(Saved entries)
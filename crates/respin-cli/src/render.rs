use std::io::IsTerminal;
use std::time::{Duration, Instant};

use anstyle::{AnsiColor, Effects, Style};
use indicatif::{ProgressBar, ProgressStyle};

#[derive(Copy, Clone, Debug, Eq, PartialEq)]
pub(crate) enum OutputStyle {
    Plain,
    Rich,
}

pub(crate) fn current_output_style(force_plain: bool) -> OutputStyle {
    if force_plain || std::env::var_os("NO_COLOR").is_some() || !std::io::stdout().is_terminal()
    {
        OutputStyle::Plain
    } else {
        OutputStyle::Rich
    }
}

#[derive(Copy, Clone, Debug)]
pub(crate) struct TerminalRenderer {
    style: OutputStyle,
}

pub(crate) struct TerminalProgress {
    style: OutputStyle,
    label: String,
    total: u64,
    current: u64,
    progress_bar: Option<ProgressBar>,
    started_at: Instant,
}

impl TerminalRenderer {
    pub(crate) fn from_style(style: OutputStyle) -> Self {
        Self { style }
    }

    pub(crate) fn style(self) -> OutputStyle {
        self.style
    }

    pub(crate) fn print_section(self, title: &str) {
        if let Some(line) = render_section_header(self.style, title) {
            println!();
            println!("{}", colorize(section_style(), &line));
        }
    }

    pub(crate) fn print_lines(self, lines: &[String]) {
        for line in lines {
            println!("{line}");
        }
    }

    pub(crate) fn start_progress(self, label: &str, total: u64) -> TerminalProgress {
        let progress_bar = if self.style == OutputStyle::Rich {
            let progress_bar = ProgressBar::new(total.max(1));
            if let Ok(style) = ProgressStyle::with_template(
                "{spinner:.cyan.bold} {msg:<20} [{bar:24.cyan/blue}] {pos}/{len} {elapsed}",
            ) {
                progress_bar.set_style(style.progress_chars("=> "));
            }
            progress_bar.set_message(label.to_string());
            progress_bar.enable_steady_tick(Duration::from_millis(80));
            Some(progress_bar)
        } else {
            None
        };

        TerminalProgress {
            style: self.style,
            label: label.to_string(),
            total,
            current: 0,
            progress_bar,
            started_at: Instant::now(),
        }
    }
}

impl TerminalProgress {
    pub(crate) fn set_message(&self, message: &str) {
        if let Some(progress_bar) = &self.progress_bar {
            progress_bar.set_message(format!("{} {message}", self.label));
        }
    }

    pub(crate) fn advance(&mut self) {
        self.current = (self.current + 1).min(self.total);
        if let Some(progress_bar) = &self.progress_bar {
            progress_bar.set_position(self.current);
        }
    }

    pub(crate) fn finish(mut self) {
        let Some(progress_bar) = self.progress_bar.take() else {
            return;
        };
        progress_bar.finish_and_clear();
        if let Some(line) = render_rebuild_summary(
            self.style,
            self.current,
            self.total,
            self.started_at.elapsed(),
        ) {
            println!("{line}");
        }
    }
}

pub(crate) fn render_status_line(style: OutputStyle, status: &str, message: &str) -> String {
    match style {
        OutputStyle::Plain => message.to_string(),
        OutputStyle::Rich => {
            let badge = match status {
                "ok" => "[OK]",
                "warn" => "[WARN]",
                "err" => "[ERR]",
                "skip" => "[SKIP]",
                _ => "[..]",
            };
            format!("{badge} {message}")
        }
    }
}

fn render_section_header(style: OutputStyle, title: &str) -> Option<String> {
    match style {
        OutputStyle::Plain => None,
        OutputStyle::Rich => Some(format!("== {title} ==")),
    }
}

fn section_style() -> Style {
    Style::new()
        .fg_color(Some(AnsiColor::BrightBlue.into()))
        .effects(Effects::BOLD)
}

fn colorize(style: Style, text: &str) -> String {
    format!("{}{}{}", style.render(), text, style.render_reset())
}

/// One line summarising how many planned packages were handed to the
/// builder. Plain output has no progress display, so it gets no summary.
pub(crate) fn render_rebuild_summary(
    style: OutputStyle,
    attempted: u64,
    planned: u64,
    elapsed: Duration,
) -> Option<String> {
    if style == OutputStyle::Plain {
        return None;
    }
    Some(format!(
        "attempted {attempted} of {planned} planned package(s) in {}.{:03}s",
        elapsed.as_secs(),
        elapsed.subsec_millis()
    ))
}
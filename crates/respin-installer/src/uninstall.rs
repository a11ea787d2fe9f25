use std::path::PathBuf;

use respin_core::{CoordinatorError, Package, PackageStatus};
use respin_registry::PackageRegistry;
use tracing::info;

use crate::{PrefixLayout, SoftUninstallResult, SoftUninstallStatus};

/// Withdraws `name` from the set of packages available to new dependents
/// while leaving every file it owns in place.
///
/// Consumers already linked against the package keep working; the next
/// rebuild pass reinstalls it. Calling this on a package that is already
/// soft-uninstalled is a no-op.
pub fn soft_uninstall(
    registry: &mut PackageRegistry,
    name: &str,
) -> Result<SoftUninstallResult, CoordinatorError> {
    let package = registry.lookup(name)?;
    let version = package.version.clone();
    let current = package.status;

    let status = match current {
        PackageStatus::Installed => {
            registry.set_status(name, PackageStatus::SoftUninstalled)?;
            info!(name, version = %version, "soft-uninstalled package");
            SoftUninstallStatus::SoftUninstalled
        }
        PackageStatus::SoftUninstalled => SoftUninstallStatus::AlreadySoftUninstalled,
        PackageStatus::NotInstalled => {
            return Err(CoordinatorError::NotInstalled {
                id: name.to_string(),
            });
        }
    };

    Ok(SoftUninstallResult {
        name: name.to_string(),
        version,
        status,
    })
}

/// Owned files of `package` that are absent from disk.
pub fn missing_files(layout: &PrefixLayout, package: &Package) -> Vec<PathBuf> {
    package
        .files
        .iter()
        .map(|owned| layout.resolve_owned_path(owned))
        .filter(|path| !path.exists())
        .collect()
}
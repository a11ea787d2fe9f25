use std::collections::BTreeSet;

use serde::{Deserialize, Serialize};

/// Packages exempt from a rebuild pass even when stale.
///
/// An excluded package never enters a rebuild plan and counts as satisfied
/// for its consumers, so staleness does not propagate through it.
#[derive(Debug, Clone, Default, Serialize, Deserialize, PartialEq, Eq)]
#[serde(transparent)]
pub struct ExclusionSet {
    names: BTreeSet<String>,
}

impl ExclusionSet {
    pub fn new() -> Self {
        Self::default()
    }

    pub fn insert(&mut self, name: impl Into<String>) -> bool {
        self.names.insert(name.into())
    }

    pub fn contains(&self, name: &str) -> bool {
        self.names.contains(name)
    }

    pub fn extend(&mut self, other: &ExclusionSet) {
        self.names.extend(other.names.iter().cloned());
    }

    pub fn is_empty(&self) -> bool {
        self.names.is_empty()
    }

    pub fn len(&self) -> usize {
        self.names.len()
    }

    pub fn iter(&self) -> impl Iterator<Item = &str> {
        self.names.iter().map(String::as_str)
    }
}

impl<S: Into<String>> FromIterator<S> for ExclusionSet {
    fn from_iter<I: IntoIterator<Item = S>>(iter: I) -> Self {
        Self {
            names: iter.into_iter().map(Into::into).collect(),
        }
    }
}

--

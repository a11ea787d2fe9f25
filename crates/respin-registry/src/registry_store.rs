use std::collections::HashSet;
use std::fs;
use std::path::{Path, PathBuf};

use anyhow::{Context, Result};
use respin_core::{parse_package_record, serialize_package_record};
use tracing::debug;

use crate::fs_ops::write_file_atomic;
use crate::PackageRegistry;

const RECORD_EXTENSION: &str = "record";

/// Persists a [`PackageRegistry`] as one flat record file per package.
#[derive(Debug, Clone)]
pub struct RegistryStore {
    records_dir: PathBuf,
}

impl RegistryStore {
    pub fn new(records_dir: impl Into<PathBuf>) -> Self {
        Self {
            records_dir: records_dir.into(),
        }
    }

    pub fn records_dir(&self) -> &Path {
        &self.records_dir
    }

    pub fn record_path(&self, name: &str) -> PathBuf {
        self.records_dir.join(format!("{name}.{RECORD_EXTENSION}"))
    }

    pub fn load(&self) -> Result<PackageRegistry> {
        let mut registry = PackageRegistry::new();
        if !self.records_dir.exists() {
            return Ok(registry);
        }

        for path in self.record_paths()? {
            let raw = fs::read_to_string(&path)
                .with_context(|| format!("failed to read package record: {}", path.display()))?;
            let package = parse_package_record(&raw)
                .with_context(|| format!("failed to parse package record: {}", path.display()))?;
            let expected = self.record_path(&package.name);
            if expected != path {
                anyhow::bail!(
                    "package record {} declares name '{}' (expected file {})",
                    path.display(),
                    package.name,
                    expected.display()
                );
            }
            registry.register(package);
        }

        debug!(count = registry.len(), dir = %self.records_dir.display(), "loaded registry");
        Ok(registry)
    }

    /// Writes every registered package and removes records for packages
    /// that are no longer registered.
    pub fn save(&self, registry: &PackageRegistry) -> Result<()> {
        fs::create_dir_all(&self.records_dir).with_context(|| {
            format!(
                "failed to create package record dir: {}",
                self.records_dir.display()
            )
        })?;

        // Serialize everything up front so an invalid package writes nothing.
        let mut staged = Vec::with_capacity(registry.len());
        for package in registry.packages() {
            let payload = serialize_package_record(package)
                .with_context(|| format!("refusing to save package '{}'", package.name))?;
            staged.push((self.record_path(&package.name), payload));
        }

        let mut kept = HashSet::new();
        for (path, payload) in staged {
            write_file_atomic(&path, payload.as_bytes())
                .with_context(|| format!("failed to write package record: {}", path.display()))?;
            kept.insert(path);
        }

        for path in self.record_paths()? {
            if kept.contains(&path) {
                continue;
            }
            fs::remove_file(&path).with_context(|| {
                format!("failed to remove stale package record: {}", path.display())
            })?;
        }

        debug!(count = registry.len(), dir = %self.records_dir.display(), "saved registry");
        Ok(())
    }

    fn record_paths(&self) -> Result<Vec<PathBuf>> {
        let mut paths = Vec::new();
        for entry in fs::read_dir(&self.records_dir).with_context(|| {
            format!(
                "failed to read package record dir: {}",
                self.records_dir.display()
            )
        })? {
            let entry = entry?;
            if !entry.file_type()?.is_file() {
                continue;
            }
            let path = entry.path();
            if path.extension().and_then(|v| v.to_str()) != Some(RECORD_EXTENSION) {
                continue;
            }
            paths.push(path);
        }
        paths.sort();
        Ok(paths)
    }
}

## Task goal
Work out the number of lines in the entries above that hold the word "Rich", giving the number without comment.

## Answer to this task
5